Author Response File: Author Response.pdf
Reviewer 3 Report
In this manuscript, Wu et al demonstrate that the LMX1A promoter is highly methylated in many lung cancer cell lines, affecting LMX1A transcription, colony formation and invasion. They monitor downstream gene expression changes, identifying multiple candidates involved in the epithelial to mesenchymal transition (EMT). The experiments are an extension of previous work showing that LMX1A is methylated and mis-regulated in other cancer types. The experiments presented were well described, justified, and easy to follow. The argument posed in the latter part of the discussion was difficult to follow in certain places, jumping from gene to gene (lines 253-303). This area had very long sentences that could be simplified (example: line 266-272). Overall this is an interesting manuscript providing correlative evidence that HOX gene regulation of EMT factors promotes colony formation and cell invasion in cell lines which suggests an ability to metastasize. Further experiments can be pursued to provide mechanistic insight into how LMX1A performs this function—is it via alterations in EMT genes identified here, or are there other players? These are interesting questions.
The experiments here raised a number of interesting questions that could increase significance/novelty:
1) Is LMX1A regulation of EMT the cause of the invasion and colony formation phenotypes observed?
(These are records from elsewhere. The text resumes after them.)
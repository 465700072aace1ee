//! # dbot-telegram
//!
//! Telegram layer: teloxide → core type adapters, a [`dbot_core::Bot`] implementation, and
//! minimal configuration. Polling and dispatch stay with the application.

mod adapters;
mod bot_adapter;
mod config;

pub use adapters::{
    TelegramCallbackQueryWrapper, TelegramInlineQueryWrapper, TelegramMessageWrapper,
    TelegramUpdateWrapper, TelegramUserWrapper,
};
pub use bot_adapter::{parse_message_id, TelegramBotAdapter};
pub use config::TelegramConfig;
Can the M genes be expressed alone to determine effect on colony formation or invasion or both?
2) Is mis-regulation of SRGN alone sufficient to mis-regulate the EMT genes described in H1299 and H23 cells? or the invasion/colony formation?
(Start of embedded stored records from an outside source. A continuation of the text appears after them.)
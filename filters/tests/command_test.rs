//! Integration tests for command matching.

mod common;

use common::{message, text_update};
use dbot_core::{ChatType, Context, Update};
use filters::{command, CommandFilter, Filter};

fn tokens(v: &[&str]) -> Option<Vec<String>> {
    Some(v.iter().map(|s| s.to_string()).collect())
}

/// **Test: command with arguments is parsed into name plus shell-split args.**
#[test]
fn test_parse_command_with_arguments() {
    let f = CommandFilter::new(["start"], ["/"], false);
    let msg = message(Some(r#"/start ref "two words""#), ChatType::Private);
    assert_eq!(
        f.parse(&Context::new(), &msg),
        tokens(&["start", "ref", "two words"])
    );
}

/// **Test: case-insensitive by default, exact when case_sensitive is set.**
#[test]
fn test_case_sensitivity() {
    let ctx = Context::new();
    assert!(command(["Start"], ["/"], false).check(&ctx, &text_update("/START")));
    assert!(!command(["Start"], ["/"], true).check(&ctx, &text_update("/start")));
    assert!(command(["Start"], ["/"], true).check(&ctx, &text_update("/Start")));
}

/// **Test: the command must be a whole word; `/startx` does not match `start`.**
#[test]
fn test_command_word_boundary() {
    let ctx = Context::new();
    let f = command(["start"], ["/"], false);
    assert!(f.check(&ctx, &text_update("/start")));
    assert!(f.check(&ctx, &text_update("/start\nnext line")));
    assert!(!f.check(&ctx, &text_update("/startx")));
    assert!(!f.check(&ctx, &text_update("start")));
}

/// **Test: `@botname` suffix is accepted only for this bot's username.**
#[test]
fn test_bot_mention() {
    let ctx = Context::new().with_bot_username("shop_bot");
    let f = command(["buy"], ["/"], false);
    assert!(f.check(&ctx, &text_update("/buy@shop_bot 3")));
    assert!(f.check(&ctx, &text_update("/buy@Shop_Bot")));
    assert!(!f.check(&ctx, &text_update("/buy@other_bot")));
}

/// **Test: several prefixes, and the empty prefix for bare-word commands.**
#[test]
fn test_prefixes() {
    let ctx = Context::new();
    let f = command(["help"], ["/", "!"], false);
    assert!(f.check(&ctx, &text_update("!help")));
    assert!(f.check(&ctx, &text_update("/help")));
    assert!(!f.check(&ctx, &text_update(".help")));

    let bare = command(["menu"], Vec::<String>::new(), false);
    assert!(bare.check(&ctx, &text_update("menu")));
}

/// **Test: captions are matched too; non-message updates never match.**
#[test]
fn test_caption_and_non_message() {
    let ctx = Context::new();
    let mut msg = message(None, ChatType::Private);
    msg.caption = Some("/upload now".to_string());
    let f = command(["upload"], ["/"], false);
    assert!(f.check(&ctx, &Update::Message(msg)));
    assert!(!f.check(&ctx, &common::callback_update(Some("/upload"))));
}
3) Why does FN1 expression not recover after DOX removal? The argument in the discussion appears that post-translational modifications can occur…. Could the methylation of its promoter also be altered?
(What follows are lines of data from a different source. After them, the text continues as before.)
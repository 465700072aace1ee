//! Bot abstraction for sending messages.
//!
//! [`Bot`] is transport-agnostic; the teloxide implementation lives in `dbot-telegram`.

use async_trait::async_trait;

use crate::error::Result;
use crate::types::Message;

/// Per-request send options.
#[derive(Debug, Clone, Copy, Default, PartialEq, Eq)]
pub struct SendOptions {
    pub disable_link_preview: bool,
}

impl SendOptions {
    pub fn without_link_preview() -> Self {
        Self {
            disable_link_preview: true,
        }
    }
}

/// Abstraction for replying to messages. Implementations map to a transport (e.g. Telegram).
#[async_trait]
pub trait Bot: Send + Sync {
    /// Sends a reply to the given message (same chat, quoting it).
    async fn reply_to(&self, message: &Message, text: &str, options: SendOptions) -> Result<()>;
}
4) It would be really interesting for the authors to discuss potential reasons why LMX1A acts as an oncogene in some cases (line 247) and a tumor suppressor in others but that may be outside the scope of this paper.
5) LUAD not LUDA
Author Response
Dear Reviewer:
Please see the attachment file, thanks
Author Response File: Author Response.pdf
Round 2
Reviewer 1 Report
The authors answered to the majority of the questions and modified the manuscript in accordance. I agree with the publication of the paper.
Reviewer 2 Report
The authors have addressed the majority of the raised points and the new results further strengthen or clarify the initial message of the manuscript.
A minor remark :
Add representative images of the different conditions for the experiment quantified in Figure S7B.